- _TASK INSTRUCTIONS_
Filter the listing below down to the lines holding the word "unwrap", and copy those lines.
================================
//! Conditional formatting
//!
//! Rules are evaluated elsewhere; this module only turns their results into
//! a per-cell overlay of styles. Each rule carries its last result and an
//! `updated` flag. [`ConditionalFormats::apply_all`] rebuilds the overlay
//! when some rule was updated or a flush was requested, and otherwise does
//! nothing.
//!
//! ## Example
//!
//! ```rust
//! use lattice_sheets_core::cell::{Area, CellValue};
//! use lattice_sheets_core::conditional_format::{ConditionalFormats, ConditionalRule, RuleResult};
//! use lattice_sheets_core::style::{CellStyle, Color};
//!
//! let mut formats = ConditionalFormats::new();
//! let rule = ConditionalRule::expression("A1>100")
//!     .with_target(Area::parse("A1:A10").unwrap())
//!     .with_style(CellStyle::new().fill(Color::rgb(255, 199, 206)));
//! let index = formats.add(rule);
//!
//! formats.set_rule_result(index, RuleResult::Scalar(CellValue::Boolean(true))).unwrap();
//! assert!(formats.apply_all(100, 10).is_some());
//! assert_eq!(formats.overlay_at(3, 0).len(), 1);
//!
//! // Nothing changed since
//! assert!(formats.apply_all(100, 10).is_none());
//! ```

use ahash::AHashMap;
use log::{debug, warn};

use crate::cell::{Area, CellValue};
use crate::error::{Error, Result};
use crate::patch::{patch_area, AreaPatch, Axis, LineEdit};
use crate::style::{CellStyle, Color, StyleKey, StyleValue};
================================
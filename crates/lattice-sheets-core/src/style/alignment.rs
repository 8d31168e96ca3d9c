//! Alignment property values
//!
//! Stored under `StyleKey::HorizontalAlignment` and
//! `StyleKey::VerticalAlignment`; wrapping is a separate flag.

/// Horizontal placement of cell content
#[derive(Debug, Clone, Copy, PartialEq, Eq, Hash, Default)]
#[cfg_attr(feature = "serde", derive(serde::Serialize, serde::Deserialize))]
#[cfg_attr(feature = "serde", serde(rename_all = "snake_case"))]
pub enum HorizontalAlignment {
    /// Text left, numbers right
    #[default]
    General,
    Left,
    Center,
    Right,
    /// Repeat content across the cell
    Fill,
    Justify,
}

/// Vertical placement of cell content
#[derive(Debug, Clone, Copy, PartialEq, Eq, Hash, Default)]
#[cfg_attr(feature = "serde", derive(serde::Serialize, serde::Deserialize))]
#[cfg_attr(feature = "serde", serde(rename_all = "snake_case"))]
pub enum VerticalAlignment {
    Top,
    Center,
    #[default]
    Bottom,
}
================================
- _SOLUTION FOR THIS TASK_
//!     .with_target(Area::parse("A1:A10").unwrap())
//! formats.set_rule_result(index, RuleResult::Scalar(CellValue::Boolean(true))).unwrap();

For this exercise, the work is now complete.